▶ [Try it] What follows is a listing. Write it all out exactly.

▶ [Provided information]
/// Resultado de conciliar la lista de archivos de una noticia editada.
#[derive(Debug, PartialEq, Eq)]
pub struct MediaDiff {
    /// Lo que queda: los conservados en su orden original, luego los nuevos.
    pub kept: Vec<String>,
    /// Lo que estaba antes y el cliente ya no quiere: se borra del disco.
    pub removed: Vec<String>,
}

/// Calcula qué archivos conservar y cuáles borrar al editar una noticia.
/// `keep` viene del cliente; solo cuenta su intersección con `current`,
/// así que nunca se borra nada que no estuviera ya en la base de datos.
pub fn reconcile(current: &[String], keep: &[String], new_uploads: &[String]) -> MediaDiff {
    let mut kept = Vec::with_capacity(current.len() + new_uploads.len());
    let mut removed = Vec::new();

    for path in current {
        if keep.iter().any(|k| k == path) {
            kept.push(path.clone());
        } else {
            removed.push(path.clone());
        }
    }
    kept.extend(new_uploads.iter().cloned());

    MediaDiff { kept, removed }
}

#[cfg(test)]
mod tests {
    use super::*;

    fn paths(items: &[&str]) -> Vec<String> {
        items.iter().map(|s| s.to_string()).collect()
    }

    #[test]
    fn conserva_el_orden_y_borra_lo_no_pedido() {
        let diff = reconcile(&paths(&["a", "b", "c"]), &paths(&["a", "c"]), &paths(&["d"]));
        assert_eq!(diff.kept, paths(&["a", "c", "d"]));
        assert_eq!(diff.removed, paths(&["b"]));
    }

    #[test]
    fn sin_lista_de_conservar_se_borra_todo() {
        let diff = reconcile(&paths(&["a", "b"]), &[], &[]);
        assert!(diff.kept.is_empty());
        assert_eq!(diff.removed, paths(&["a", "b"]));
    }

    #[test]
    fn rutas_desconocidas_en_keep_se_ignoran() {
        // El cliente no puede colar rutas que no estaban en la base de datos
        let diff = reconcile(&paths(&["a"]), &paths(&["a", "../etc/passwd"]), &[]);
        assert_eq!(diff.kept, paths(&["a"]));
        assert!(diff.removed.is_empty());
    }

    #[test]
    fn los_nuevos_van_al_final() {
        let diff = reconcile(&paths(&["a", "b"]), &paths(&["b", "a"]), &paths(&["x", "y"]));
        // El orden de kept es el de current, no el de la lista del cliente
        assert_eq!(diff.kept, paths(&["a", "b", "x", "y"]));
        assert!(diff.removed.is_empty());
    }

    #[test]
    fn sin_media_previa_solo_quedan_los_nuevos() {
        let diff = reconcile(&[], &paths(&["fantasma"]), &paths(&["n1"]));
        assert_eq!(diff.kept, paths(&["n1"]));
        assert!(diff.removed.is_empty());
    }
}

▶ [Answer area]
/// Resultado de conciliar la lista de archivos de una noticia editada.
#[derive(Debug, PartialEq, Eq)]
pub struct MediaDiff {
    /// Lo que queda: los conservados en su orden original, luego los nuevos.
    pub kept: Vec<String>,
    /// Lo que estaba antes y el cliente ya no quiere: se borra del disco.
    pub removed: Vec<String>,
}

/// Calcula qué archivos conservar y cuáles borrar al editar una noticia.
/// `keep` viene del cliente; solo cuenta su intersección con `current`,
/// así que nunca se borra nada que no estuviera ya en la base de datos.
pub fn reconcile(current: &[String], keep: &[String], new_uploads: &[String]) -> MediaDiff {
    let mut kept = Vec::with_capacity(current.len() + new_uploads.len());
    let mut removed = Vec::new();

    for path in current {
        if keep.iter().any(|k| k == path) {
            kept.push(path.clone());
        } else {
            removed.push(path.clone());
        }
    }
    kept.extend(new_uploads.iter().cloned());

    MediaDiff { kept, removed }
}

#[cfg(test)]
mod tests {
    use super::*;

    fn paths(items: &[&str]) -> Vec<String> {
        items.iter().map(|s| s.to_string()).collect()
    }

    #[test]
    fn conserva_el_orden_y_borra_lo_no_pedido() {
        let diff = reconcile(&paths(&["a", "b", "c"]), &paths(&["a", "c"]), &paths(&["d"]));
        assert_eq!(diff.kept, paths(&["a", "c", "d"]));
        assert_eq!(diff.removed, paths(&["b"]));
    }

    #[test]
    fn sin_lista_de_conservar_se_borra_todo() {
        let diff = reconcile(&paths(&["a", "b"]), &[], &[]);
        assert!(diff.kept.is_empty());
        assert_eq!(diff.removed, paths(&["a", "b"]));
    }

    #[test]
    fn rutas_desconocidas_en_keep_se_ignoran() {
        // El cliente no puede colar rutas que no estaban en la base de datos
        let diff = reconcile(&paths(&["a"]), &paths(&["a", "../etc/passwd"]), &[]);
        assert_eq!(diff.kept, paths(&["a"]));
        assert!(diff.removed.is_empty());
    }

    #[test]
    fn los_nuevos_van_al_final() {
        let diff = reconcile(&paths(&["a", "b"]), &paths(&["b", "a"]), &paths(&["x", "y"]));
        // El orden de kept es el de current, no el de la lista del cliente
        assert_eq!(diff.kept, paths(&["a", "b", "x", "y"]));
        assert!(diff.removed.is_empty());
    }

    #[test]
    fn sin_media_previa_solo_quedan_los_nuevos() {
        let diff = reconcile(&[], &paths(&["fantasma"]), &paths(&["n1"]));
        assert_eq!(diff.kept, paths(&["n1"]));
        assert!(diff.removed.is_empty());
    }
}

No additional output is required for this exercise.